Proteo-Science Center, Ehime University, 3 Bunkyo-cho, Matsuyama, Ehime 790-8577, Japan.
ACS Synth Biol. 2020 Oct 16;9(10):2648-2655. doi: 10.1021/acssynbio.0c00384. Epub 2020 Oct 5.
We here designed an selection scheme for obtaining an aptamer with which to rationally construct an artificial riboswitch as its component part. In fact, a nanosized DNA-binding aptamer obtained through this scheme allowed us to easily and successfully create eukaryotic riboswitches that upregulate internal ribosome entry site-mediated translation in response to the ligand (nanosized DNA) in wheat germ extract, a eukaryotic cell-free expression system. The induction ratio of the best riboswitch ligand-dose-dependently increased to 21 at 300 μM ligand. This switching efficiency is much higher than that of the same type of riboswitch with a widely used theophylline-binding aptamer, which was selected without considering its utility for constructing riboswitches.

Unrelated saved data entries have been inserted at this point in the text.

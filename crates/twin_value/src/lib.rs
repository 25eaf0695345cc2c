//! # twin_value
//!
//! Property data for digital-twin entities.
//!
//! This crate provides:
//!
//! - [`Node`] — the tagged, self-describing property value with dot-path
//!   addressing and arithmetic/string coercion.
//! - [`Config`] — the declarative schema of one property, parsed from loosely
//!   typed input.
//! - [`ValueError`] — errors raised by path access, arithmetic, and schema
//!   parsing.

pub mod config;
pub mod error;
pub mod node;

pub use config::Config;
pub use error::ValueError;
pub use node::{ArithOp, Kind, Node, PATH_SEPARATOR};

The selection scheme described here would facilitate obtaining various ligand/aptamer pairs suitable for constructing artificial riboswitches, which could serve as elements of synthetic gene circuits in synthetic biology.

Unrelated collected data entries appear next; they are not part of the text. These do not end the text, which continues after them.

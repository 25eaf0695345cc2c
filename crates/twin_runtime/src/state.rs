//! The seam to the local state layer.

use async_trait::async_trait;

use crate::event::MessageContext;

/// Applies events for entities owned by this node.
///
/// Errors are returned to whoever routed the event; the proxy does not
/// retry.
#[async_trait]
pub trait StateManager: Send + Sync {
    async fn handle_message(&self, ctx: MessageContext) -> anyhow::Result<()>;
}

我们在这里设计了一种选择方案,用于获得适体,以便合理构建作为其组成部分的人工核糖开关。实际上,通过该方案获得的纳米大小的 DNA 结合适体使我们能够轻松,成功地创建真核核糖体进入位点介导的翻译在上调响应于配体(纳米 DNA)的真核无细胞表达系统中,在小麦胚提取物中的人工核糖开关。最佳核糖开关配体的诱导比随配体浓度的增加而呈剂量依赖性地增加到 300μM 配体的 21。这种切换效率远高于不考虑其构建核糖开关实用性而选择的具有广泛使用的茶碱结合适体的同类型核糖开关。这里描述的选择方案将有助于获得各种适合构建人工核糖开关的配体/适体对,它们可以作为合成生物学中合成基因电路的元件。